They lied about sorting out the steering wobble. But then they also lied about setting the tyre pressures right before they do anything that day with the alignment and balance. Book says 33psi, owners club say 35 feels better, checked this morning,
30 drivers front and rear, 28 passenger front, 26 passenger rear.While under the warranty, it is going in to get the wobble sorted. Happens between 50 and 60 but can carry on through to 70, then suddenly disappears at any speed. Drives fine for the rest of the journey then comes back when cold. Car also feels sluggish until the wobble disappears, then all good and pulls strongly in the upper gears. Also, when pulling up to a junction, you can coast in, dip the clutch and stop without brakes, front dips slightly and car doesn't roll on slight incline. The wobble is enough to rattle the key ring against the dash, and I'm sure makes an audible change to the road noise.

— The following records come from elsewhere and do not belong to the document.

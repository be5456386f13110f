//! SQLite-based storage for work items, availability rules, and
//! committed assignments.

use chrono::{DateTime, Utc};
use rusqlite::{params, Connection, OptionalExtension};

use super::data_dir;
use super::migrations;
use crate::scheduler::{Assignment, AssignmentStatus};
use crate::availability::AvailabilityRule;
use crate::task::{WorkItem, WorkItemStatus};

// === Helper Functions ===

/// Parse work item status from database string
fn parse_item_status(status_str: &str) -> WorkItemStatus {
    match status_str {
        "scheduled" => WorkItemStatus::Scheduled,
        "completed" => WorkItemStatus::Completed,
        _ => WorkItemStatus::Pending,
    }
}

/// Format work item status for database storage
fn format_item_status(status: WorkItemStatus) -> &'static str {
    match status {
        WorkItemStatus::Pending => "pending",
        WorkItemStatus::Scheduled => "scheduled",
        WorkItemStatus::Completed => "completed",
    }
}

/// Parse assignment status from database string
fn parse_assignment_status(status_str: &str) -> AssignmentStatus {
    match status_str {
        "completed" => AssignmentStatus::Completed,
        "conflicted" => AssignmentStatus::Conflicted,
        _ => AssignmentStatus::Scheduled,
    }
}

/// Format assignment status for database storage
fn format_assignment_status(status: AssignmentStatus) -> &'static str {
    match status {
        AssignmentStatus::Scheduled => "scheduled",
        AssignmentStatus::Completed => "completed",
        AssignmentStatus::Conflicted => "conflicted",
    }
}

/// Parse datetime from RFC3339 string with fallback to current time
fn parse_datetime_fallback(dt_str: &str) -> DateTime<Utc> {
    DateTime::parse_from_rfc3339(dt_str)
        .map(|dt| dt.with_timezone(&Utc))
        .unwrap_or_else(|_| Utc::now())
}

/// Build a WorkItem from a database row
fn row_to_work_item(row: &rusqlite::Row) -> Result<WorkItem, rusqlite::Error> {
    let status_str: String = row.get(4)?;
    let created_at: String = row.get(5)?;
    let updated_at: String = row.get(6)?;

    Ok(WorkItem {
        id: row.get(0)?,
        name: row.get(1)?,
        estimated_hours: row.get(2)?,
        priority: row.get::<_, i64>(3)? as u32,
        status: parse_item_status(&status_str),
        created_at: parse_datetime_fallback(&created_at),
        updated_at: parse_datetime_fallback(&updated_at),
    })
}

/// Build an AvailabilityRule from a database row
fn row_to_rule(row: &rusqlite::Row) -> Result<AvailabilityRule, rusqlite::Error> {
    let weekdays_json: String = row.get(2)?;

    Ok(AvailabilityRule {
        id: row.get(0)?,
        name: row.get(1)?,
        weekdays: serde_json::from_str(&weekdays_json).unwrap_or_default(),
        start_time: row.get(3)?,
        end_time: row.get(4)?,
        active: row.get::<_, i64>(5)? != 0,
        min_duration_minutes: row.get(6)?,
    })
}

/// Build an Assignment from a database row
fn row_to_assignment(row: &rusqlite::Row) -> Result<Assignment, rusqlite::Error> {
    let start: String = row.get(3)?;
    let end: String = row.get(4)?;
    let status_str: String = row.get(6)?;

    Ok(Assignment {
        id: row.get(0)?,
        work_item_id: row.get(1)?,
        work_item_name: row.get(2)?,
        start: parse_datetime_fallback(&start),
        end: parse_datetime_fallback(&end),
        duration_hours: row.get(5)?,
        status: parse_assignment_status(&status_str),
        priority: row.get::<_, i64>(7)? as u32,
        color: row.get(8)?,
        remote_event_id: row.get(9)?,
    })
}

const ASSIGNMENT_COLUMNS: &str = "id, work_item_id, work_item_name, start_time, end_time, \
     duration_hours, status, priority, color, remote_event_id";

/// SQLite-backed plan storage.
pub struct PlanDb {
    conn: Connection,
}

impl PlanDb {
    /// Open (and migrate) the database at the default location.
    ///
    /// # Errors
    /// Returns an error if the database cannot be opened or migrated.
    pub fn open() -> Result<Self, Box<dyn std::error::Error>> {
        let path = data_dir()?.join("timeboxer.db");
        Self::open_at(&path)
    }

    /// Open (and migrate) a database at an explicit path.
    ///
    /// # Errors
    /// Returns an error if the database cannot be opened or migrated.
    pub fn open_at(path: &std::path::Path) -> Result<Self, Box<dyn std::error::Error>> {
        let conn = Connection::open(path)?;
        migrations::migrate(&conn)?;
        Ok(Self { conn })
    }

    /// Open an in-memory database (for tests).
    pub fn open_memory() -> Result<Self, Box<dyn std::error::Error>> {
        let conn = Connection::open_in_memory()?;
        migrations::migrate(&conn)?;
        Ok(Self { conn })
    }

    // === Work items ===

    pub fn create_work_item(&self, item: &WorkItem) -> Result<(), rusqlite::Error> {
        self.conn.execute(
            "INSERT INTO work_items (id, name, estimated_hours, priority, status, created_at, updated_at)
             VALUES (?1, ?2, ?3, ?4, ?5, ?6, ?7)",
            params![
                item.id,
                item.name,
                item.estimated_hours,
                item.priority as i64,
                format_item_status(item.status),
                item.created_at.to_rfc3339(),
                item.updated_at.to_rfc3339(),
            ],
        )?;
        Ok(())
    }

    pub fn get_work_item(&self, id: &str) -> Result<Option<WorkItem>, rusqlite::Error> {
        self.conn
            .query_row(
                "SELECT id, name, estimated_hours, priority, status, created_at, updated_at
                 FROM work_items WHERE id = ?1",
                params![id],
                row_to_work_item,
            )
            .optional()
    }

    /// All work items, ascending by priority then creation time.
    pub fn list_work_items(&self) -> Result<Vec<WorkItem>, rusqlite::Error> {
        let mut stmt = self.conn.prepare(
            "SELECT id, name, estimated_hours, priority, status, created_at, updated_at
             FROM work_items ORDER BY priority ASC, created_at ASC",
        )?;
        let items = stmt
            .query_map([], row_to_work_item)?
            .collect::<Result<Vec<_>, _>>()?;
        Ok(items)
    }

    pub fn update_work_item(&self, item: &WorkItem) -> Result<(), rusqlite::Error> {
        self.conn.execute(
            "UPDATE work_items
             SET name = ?2, estimated_hours = ?3, priority = ?4, status = ?5, updated_at = ?6
             WHERE id = ?1",
            params![
                item.id,
                item.name,
                item.estimated_hours,
                item.priority as i64,
                format_item_status(item.status),
                Utc::now().to_rfc3339(),
            ],
        )?;
        Ok(())
    }

    pub fn set_work_item_status(
        &self,
        id: &str,
        status: WorkItemStatus,
    ) -> Result<(), rusqlite::Error> {
        self.conn.execute(
            "UPDATE work_items SET status = ?2, updated_at = ?3 WHERE id = ?1",
            params![id, format_item_status(status), Utc::now().to_rfc3339()],
        )?;
        Ok(())
    }

    /// Rewrite priorities so the given ids rank 1..n in order. Ids not
    /// listed keep their old priority.
    pub fn reorder_work_items(&self, ids_in_order: &[String]) -> Result<(), rusqlite::Error> {
        for (index, id) in ids_in_order.iter().enumerate() {
            self.conn.execute(
                "UPDATE work_items SET priority = ?2, updated_at = ?3 WHERE id = ?1",
                params![id, (index + 1) as i64, Utc::now().to_rfc3339()],
            )?;
        }
        Ok(())
    }

    pub fn delete_work_item(&self, id: &str) -> Result<(), rusqlite::Error> {
        self.conn
            .execute("DELETE FROM assignments WHERE work_item_id = ?1", params![id])?;
        self.conn
            .execute("DELETE FROM work_items WHERE id = ?1", params![id])?;
        Ok(())
    }

    // === Availability rules ===

    pub fn create_rule(&self, rule: &AvailabilityRule) -> Result<(), rusqlite::Error> {
        self.conn.execute(
            "INSERT INTO availability_rules
             (id, name, weekdays, start_time, end_time, active, min_duration_minutes)
             VALUES (?1, ?2, ?3, ?4, ?5, ?6, ?7)",
            params![
                rule.id,
                rule.name,
                serde_json::to_string(&rule.weekdays).unwrap_or_else(|_| "[]".to_string()),
                rule.start_time,
                rule.end_time,
                rule.active as i64,
                rule.min_duration_minutes,
            ],
        )?;
        Ok(())
    }

    pub fn list_rules(&self) -> Result<Vec<AvailabilityRule>, rusqlite::Error> {
        let mut stmt = self.conn.prepare(
            "SELECT id, name, weekdays, start_time, end_time, active, min_duration_minutes
             FROM availability_rules ORDER BY name ASC",
        )?;
        let rules = stmt
            .query_map([], row_to_rule)?
            .collect::<Result<Vec<_>, _>>()?;
        Ok(rules)
    }

    pub fn set_rule_active(&self, id: &str, active: bool) -> Result<(), rusqlite::Error> {
        self.conn.execute(
            "UPDATE availability_rules SET active = ?2 WHERE id = ?1",
            params![id, active as i64],
        )?;
        Ok(())
    }

    pub fn delete_rule(&self, id: &str) -> Result<(), rusqlite::Error> {
        self.conn
            .execute("DELETE FROM availability_rules WHERE id = ?1", params![id])?;
        Ok(())
    }

    // === Assignments ===

    pub fn insert_assignments(&self, assignments: &[Assignment]) -> Result<(), rusqlite::Error> {
        for a in assignments {
            self.conn.execute(
                "INSERT INTO assignments
                 (id, work_item_id, work_item_name, start_time, end_time,
                  duration_hours, status, priority, color, remote_event_id)
                 VALUES (?1, ?2, ?3, ?4, ?5, ?6, ?7, ?8, ?9, ?10)",
                params![
                    a.id,
                    a.work_item_id,
                    a.work_item_name,
                    a.start.to_rfc3339(),
                    a.end.to_rfc3339(),
                    a.duration_hours,
                    format_assignment_status(a.status),
                    a.priority as i64,
                    a.color,
                    a.remote_event_id,
                ],
            )?;
        }
        Ok(())
    }

    /// All assignments, ascending by start time.
    pub fn list_assignments(&self) -> Result<Vec<Assignment>, rusqlite::Error> {
        let mut stmt = self.conn.prepare(&format!(
            "SELECT {ASSIGNMENT_COLUMNS} FROM assignments ORDER BY start_time ASC"
        ))?;
        let assignments = stmt
            .query_map([], row_to_assignment)?
            .collect::<Result<Vec<_>, _>>()?;
        Ok(assignments)
    }

    /// Assignments a recalculation is allowed to discard.
    pub fn list_non_completed_assignments(&self) -> Result<Vec<Assignment>, rusqlite::Error> {
        let mut stmt = self.conn.prepare(&format!(
            "SELECT {ASSIGNMENT_COLUMNS} FROM assignments
             WHERE status != 'completed' ORDER BY start_time ASC"
        ))?;
        let assignments = stmt
            .query_map([], row_to_assignment)?
            .collect::<Result<Vec<_>, _>>()?;
        Ok(assignments)
    }

    /// Discard every non-completed assignment record.
    pub fn delete_non_completed_assignments(&self) -> Result<usize, rusqlite::Error> {
        self.conn
            .execute("DELETE FROM assignments WHERE status != 'completed'", [])
    }

    pub fn set_assignment_status(
        &self,
        id: &str,
        status: AssignmentStatus,
    ) -> Result<(), rusqlite::Error> {
        self.conn.execute(
            "UPDATE assignments SET status = ?2 WHERE id = ?1",
            params![id, format_assignment_status(status)],
        )?;
        Ok(())
    }

    pub fn set_remote_event_id(
        &self,
        id: &str,
        remote_event_id: Option<&str>,
    ) -> Result<(), rusqlite::Error> {
        self.conn.execute(
            "UPDATE assignments SET remote_event_id = ?2 WHERE id = ?1",
            params![id, remote_event_id],
        )?;
        Ok(())
    }
}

My thoughts are, sticking caliper, warped disc, or warped hub face. It has had a couple of sets of discs according to the paperwork, so I'm guessing the warped disc is the symptom of the real problem not the cause of it.
Alternative causes of the wobble could be rear arm bushes, or sagging transmission rear cradle putting the transmission/prop out of line, but I can't see how that would go off after a while.
That is the only thing wrong with it, and it was something they were supposed to rectify before collection.
It is a really nice drive apart from the shudder which lasts no more than 10 minutes once you reach 50/3krpm. Until it goes away it makes using 6th on the motorway impossible because the car can't pull, you notice the speed dropping until you drop back to 5th. Wonder if the ecu is reading the vibration as knock and backing everything off, it is a fly by wire throttle, so foot on the floor means nothing if the ecu doesn't want it to. Once the wobble is done, you can sit at 30 in 5th, and 35 in 6th and it will pickup fine.